### [Directions for this task]
An exact, complete copy of the lines below is the expected answer.
──────── Excerpted data ────────
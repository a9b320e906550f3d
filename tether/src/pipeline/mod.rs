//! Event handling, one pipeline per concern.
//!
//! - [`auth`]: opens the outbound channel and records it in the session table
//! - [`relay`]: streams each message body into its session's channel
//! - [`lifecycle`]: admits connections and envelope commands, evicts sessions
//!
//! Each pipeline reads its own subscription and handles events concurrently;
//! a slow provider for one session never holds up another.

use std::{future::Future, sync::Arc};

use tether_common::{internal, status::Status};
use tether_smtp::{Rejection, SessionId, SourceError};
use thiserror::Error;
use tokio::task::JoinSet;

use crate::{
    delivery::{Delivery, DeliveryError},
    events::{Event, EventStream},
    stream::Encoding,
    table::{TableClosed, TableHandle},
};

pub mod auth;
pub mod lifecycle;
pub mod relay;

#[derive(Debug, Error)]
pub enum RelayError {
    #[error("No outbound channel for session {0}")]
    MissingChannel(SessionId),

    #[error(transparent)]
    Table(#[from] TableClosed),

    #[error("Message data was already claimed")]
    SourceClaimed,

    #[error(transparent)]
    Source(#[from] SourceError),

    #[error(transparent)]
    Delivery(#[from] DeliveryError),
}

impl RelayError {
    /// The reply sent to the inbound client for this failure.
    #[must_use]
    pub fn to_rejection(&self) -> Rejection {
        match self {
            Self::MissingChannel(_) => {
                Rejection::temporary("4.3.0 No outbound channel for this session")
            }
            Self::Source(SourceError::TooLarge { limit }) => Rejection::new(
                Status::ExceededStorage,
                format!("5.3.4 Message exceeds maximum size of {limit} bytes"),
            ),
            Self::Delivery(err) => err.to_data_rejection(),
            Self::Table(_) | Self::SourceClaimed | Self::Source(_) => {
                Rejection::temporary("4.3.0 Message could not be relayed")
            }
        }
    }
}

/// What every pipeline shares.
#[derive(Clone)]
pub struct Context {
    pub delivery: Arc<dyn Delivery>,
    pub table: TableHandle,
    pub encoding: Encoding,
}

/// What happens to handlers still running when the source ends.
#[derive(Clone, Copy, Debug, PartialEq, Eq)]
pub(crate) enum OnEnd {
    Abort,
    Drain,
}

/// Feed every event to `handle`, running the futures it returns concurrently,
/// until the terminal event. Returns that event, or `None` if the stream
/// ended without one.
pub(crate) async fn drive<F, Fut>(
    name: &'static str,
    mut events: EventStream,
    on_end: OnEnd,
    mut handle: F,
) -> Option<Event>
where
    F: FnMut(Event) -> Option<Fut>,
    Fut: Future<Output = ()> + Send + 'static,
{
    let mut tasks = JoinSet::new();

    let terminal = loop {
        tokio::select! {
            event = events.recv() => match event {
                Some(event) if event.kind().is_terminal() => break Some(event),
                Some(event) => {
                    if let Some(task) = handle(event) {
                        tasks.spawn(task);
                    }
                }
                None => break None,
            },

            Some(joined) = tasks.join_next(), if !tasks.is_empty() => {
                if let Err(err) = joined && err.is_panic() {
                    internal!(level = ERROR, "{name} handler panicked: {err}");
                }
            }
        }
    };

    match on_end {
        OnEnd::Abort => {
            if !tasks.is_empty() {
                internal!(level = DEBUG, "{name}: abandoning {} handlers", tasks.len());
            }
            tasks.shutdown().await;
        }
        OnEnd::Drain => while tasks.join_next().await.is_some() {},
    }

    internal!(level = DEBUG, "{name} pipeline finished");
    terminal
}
────────
### [Your response]
repository a9b320e906550f3d
filename tether/src/pipeline/mod.rs
//! Event handling, one pipeline per concern.
//!
//! - [`auth`]: opens the outbound channel and records it in the session table
//! - [`relay`]: streams each message body into its session's channel
//! - [`lifecycle`]: admits connections and envelope commands, evicts sessions
//!
//! Each pipeline reads its own subscription and handles events concurrently;
//! a slow provider for one session never holds up another.

use std::{future::Future, sync::Arc};

use tether_common::{internal, status::Status};
use tether_smtp::{Rejection, SessionId, SourceError};
use thiserror::Error;
use tokio::task::JoinSet;

use crate::{
    delivery::{Delivery, DeliveryError},
    events::{Event, EventStream},
    stream::Encoding,
    table::{TableClosed, TableHandle},
};

pub mod auth;
pub mod lifecycle;
pub mod relay;

#[derive(Debug, Error)]
pub enum RelayError {
    #[error("No outbound channel for session {0}")]
    MissingChannel(SessionId),

    #[error(transparent)]
    Table(#[from] TableClosed),

    #[error("Message data was already claimed")]
    SourceClaimed,

    #[error(transparent)]
    Source(#[from] SourceError),

    #[error(transparent)]
    Delivery(#[from] DeliveryError),
}

impl RelayError {
    /// The reply sent to the inbound client for this failure.
    #[must_use]
    pub fn to_rejection(&self) -> Rejection {
        match self {
            Self::MissingChannel(_) => {
                Rejection::temporary("4.3.0 No outbound channel for this session")
            }
            Self::Source(SourceError::TooLarge { limit }) => Rejection::new(
                Status::ExceededStorage,
                format!("5.3.4 Message exceeds maximum size of {limit} bytes"),
            ),
            Self::Delivery(err) => err.to_data_rejection(),
            Self::Table(_) | Self::SourceClaimed | Self::Source(_) => {
                Rejection::temporary("4.3.0 Message could not be relayed")
            }
        }
    }
}

/// What every pipeline shares.
#[derive(Clone)]
pub struct Context {
    pub delivery: Arc<dyn Delivery>,
    pub table: TableHandle,
    pub encoding: Encoding,
}

/// What happens to handlers still running when the source ends.
#[derive(Clone, Copy, Debug, PartialEq, Eq)]
pub(crate) enum OnEnd {
    Abort,
    Drain,
}

/// Feed every event to `handle`, running the futures it returns concurrently,
/// until the terminal event. Returns that event, or `None` if the stream
/// ended without one.
pub(crate) async fn drive<F, Fut>(
    name: &'static str,
    mut events: EventStream,
    on_end: OnEnd,
    mut handle: F,
) -> Option<Event>
where
    F: FnMut(Event) -> Option<Fut>,
    Fut: Future<Output = ()> + Send + 'static,
{
    let mut tasks = JoinSet::new();

    let terminal = loop {
        tokio::select! {
            event = events.recv() => match event {
                Some(event) if event.kind().is_terminal() => break Some(event),
                Some(event) => {
                    if let Some(task) = handle(event) {
                        tasks.spawn(task);
                    }
                }
                None => break None,
            },

            Some(joined) = tasks.join_next(), if !tasks.is_empty() => {
                if let Err(err) = joined && err.is_panic() {
                    internal!(level = ERROR, "{name} handler panicked: {err}");
                }
            }
        }
    };

    match on_end {
        OnEnd::Abort => {
            if !tasks.is_empty() {
                internal!(level = DEBUG, "{name}: abandoning {} handlers", tasks.len());
            }
            tasks.shutdown().await;
        }
        OnEnd::Drain => while tasks.join_next().await.is_some() {},
    }

    internal!(level = DEBUG, "{name} pipeline finished");
    terminal
}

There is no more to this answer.